# [EXERCISE]
Find how many lines below mention "Whether". Nothing but the number is needed.
- - -
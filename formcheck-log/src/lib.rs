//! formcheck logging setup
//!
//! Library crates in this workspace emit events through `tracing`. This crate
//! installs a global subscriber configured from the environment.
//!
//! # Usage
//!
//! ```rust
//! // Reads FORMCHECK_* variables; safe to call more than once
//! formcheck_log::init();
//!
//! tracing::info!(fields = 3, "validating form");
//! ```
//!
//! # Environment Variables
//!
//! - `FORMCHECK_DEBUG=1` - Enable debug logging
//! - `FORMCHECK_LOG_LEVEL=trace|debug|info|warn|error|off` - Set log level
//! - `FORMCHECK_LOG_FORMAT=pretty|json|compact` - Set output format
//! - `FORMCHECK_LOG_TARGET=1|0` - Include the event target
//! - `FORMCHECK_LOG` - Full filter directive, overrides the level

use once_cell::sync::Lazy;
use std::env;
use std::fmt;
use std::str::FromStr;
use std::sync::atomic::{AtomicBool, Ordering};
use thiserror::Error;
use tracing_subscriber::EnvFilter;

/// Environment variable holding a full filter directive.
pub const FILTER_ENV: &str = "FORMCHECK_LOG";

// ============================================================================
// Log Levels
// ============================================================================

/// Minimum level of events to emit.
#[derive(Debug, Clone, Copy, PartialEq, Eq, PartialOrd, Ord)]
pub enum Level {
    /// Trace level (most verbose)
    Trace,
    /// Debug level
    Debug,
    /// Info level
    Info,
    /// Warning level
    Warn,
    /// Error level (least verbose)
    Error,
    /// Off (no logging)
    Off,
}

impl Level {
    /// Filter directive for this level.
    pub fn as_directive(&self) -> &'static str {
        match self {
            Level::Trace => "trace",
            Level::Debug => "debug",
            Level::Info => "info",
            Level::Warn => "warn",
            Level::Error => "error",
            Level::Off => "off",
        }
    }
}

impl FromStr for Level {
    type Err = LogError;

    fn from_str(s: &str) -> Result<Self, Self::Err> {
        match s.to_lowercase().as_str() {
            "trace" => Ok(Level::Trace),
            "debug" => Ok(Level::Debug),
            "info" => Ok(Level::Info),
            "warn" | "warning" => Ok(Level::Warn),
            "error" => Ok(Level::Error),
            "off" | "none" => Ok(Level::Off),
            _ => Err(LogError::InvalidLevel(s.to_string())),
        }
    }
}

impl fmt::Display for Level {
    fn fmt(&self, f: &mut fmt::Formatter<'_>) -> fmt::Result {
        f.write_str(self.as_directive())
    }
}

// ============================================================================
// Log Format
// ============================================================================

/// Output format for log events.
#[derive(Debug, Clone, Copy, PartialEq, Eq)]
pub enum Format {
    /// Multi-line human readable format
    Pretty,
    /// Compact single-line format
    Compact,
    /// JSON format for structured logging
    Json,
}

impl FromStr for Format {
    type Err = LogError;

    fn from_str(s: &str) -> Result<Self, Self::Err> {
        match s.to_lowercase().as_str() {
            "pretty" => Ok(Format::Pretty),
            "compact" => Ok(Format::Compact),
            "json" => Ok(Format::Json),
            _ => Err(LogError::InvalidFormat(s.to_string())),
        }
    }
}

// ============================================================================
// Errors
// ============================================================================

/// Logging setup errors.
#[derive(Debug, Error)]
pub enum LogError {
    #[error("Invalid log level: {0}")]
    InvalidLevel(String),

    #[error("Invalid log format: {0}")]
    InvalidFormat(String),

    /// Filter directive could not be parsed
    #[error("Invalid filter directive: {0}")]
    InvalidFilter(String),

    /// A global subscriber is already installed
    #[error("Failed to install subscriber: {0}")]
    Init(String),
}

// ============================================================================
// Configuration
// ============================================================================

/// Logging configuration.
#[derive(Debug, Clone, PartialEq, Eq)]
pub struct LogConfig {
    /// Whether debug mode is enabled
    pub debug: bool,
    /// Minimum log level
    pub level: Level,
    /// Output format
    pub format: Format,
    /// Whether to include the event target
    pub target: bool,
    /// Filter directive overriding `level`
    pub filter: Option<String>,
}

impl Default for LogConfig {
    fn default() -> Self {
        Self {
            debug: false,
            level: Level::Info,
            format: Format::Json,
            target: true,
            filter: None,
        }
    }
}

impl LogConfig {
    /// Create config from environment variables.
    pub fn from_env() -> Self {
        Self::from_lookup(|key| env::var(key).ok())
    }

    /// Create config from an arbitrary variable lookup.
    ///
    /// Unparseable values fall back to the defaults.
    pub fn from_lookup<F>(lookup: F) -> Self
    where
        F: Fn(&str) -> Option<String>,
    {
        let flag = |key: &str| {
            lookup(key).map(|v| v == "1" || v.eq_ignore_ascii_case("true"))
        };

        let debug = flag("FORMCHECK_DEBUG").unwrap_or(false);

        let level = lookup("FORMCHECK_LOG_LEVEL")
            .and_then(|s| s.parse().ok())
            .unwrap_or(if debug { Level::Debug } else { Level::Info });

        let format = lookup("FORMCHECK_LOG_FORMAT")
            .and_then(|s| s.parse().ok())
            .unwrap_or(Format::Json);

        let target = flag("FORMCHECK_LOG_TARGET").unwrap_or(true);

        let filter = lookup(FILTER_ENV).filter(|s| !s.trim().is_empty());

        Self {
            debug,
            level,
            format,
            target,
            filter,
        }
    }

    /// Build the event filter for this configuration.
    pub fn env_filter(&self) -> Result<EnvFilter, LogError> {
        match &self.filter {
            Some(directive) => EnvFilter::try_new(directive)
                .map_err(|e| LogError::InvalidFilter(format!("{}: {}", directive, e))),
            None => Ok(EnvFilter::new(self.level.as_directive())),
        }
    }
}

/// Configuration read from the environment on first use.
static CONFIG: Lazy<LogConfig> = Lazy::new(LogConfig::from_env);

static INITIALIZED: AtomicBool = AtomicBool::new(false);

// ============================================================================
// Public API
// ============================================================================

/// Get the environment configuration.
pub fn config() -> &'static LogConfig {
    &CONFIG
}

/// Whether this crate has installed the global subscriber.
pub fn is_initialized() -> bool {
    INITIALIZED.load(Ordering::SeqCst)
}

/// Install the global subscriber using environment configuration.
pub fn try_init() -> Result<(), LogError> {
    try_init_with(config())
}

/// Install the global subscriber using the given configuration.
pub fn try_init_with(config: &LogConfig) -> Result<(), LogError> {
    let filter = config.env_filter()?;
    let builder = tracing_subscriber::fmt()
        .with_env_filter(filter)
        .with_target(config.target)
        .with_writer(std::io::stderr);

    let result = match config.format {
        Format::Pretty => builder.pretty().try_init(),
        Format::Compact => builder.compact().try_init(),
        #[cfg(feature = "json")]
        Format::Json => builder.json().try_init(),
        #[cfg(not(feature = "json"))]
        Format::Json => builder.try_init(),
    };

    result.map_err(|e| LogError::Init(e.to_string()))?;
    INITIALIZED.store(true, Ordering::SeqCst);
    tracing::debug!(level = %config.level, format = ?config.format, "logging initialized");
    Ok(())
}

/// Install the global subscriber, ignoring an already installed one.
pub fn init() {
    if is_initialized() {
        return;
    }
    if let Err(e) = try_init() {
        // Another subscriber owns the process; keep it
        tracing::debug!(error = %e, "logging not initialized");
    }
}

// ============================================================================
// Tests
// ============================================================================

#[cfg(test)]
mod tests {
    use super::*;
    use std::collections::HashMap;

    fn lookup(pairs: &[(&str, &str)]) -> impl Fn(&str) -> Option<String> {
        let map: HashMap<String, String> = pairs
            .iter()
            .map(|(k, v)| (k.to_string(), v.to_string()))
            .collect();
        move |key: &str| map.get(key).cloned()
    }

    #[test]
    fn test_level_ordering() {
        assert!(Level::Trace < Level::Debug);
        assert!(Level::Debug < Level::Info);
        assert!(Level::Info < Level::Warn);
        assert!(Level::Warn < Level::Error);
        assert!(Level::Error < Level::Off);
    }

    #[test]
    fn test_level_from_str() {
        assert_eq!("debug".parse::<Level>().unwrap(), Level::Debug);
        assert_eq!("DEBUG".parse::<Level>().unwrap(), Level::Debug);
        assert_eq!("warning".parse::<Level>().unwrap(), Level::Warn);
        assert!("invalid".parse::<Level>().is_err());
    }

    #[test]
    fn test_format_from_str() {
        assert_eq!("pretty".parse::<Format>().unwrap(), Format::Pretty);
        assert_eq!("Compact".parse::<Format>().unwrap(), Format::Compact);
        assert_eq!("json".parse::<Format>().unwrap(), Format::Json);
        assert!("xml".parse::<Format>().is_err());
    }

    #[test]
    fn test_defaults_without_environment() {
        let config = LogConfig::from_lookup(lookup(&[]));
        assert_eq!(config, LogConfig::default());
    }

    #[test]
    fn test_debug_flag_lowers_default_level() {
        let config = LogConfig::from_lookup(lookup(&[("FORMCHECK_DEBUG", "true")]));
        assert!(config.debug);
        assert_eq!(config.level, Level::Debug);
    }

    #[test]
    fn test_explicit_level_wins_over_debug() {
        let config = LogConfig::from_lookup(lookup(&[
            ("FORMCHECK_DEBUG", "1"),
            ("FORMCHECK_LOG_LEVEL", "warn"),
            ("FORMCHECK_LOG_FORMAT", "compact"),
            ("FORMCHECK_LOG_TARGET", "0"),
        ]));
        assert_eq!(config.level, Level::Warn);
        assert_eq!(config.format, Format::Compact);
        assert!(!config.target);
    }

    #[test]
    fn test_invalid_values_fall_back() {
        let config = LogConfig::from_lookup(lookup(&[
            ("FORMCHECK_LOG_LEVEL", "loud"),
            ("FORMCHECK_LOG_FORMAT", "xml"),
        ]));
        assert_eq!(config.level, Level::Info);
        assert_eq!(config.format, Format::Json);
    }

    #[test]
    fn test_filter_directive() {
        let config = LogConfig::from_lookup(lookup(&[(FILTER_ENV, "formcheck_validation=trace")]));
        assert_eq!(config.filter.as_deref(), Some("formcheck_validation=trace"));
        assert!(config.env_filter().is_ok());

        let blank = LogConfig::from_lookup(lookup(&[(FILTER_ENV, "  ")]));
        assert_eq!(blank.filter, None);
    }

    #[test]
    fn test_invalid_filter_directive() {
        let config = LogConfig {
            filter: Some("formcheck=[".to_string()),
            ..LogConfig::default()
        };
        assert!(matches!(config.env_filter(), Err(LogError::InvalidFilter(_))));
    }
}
- - -
# [WRITTEN REPLY]
3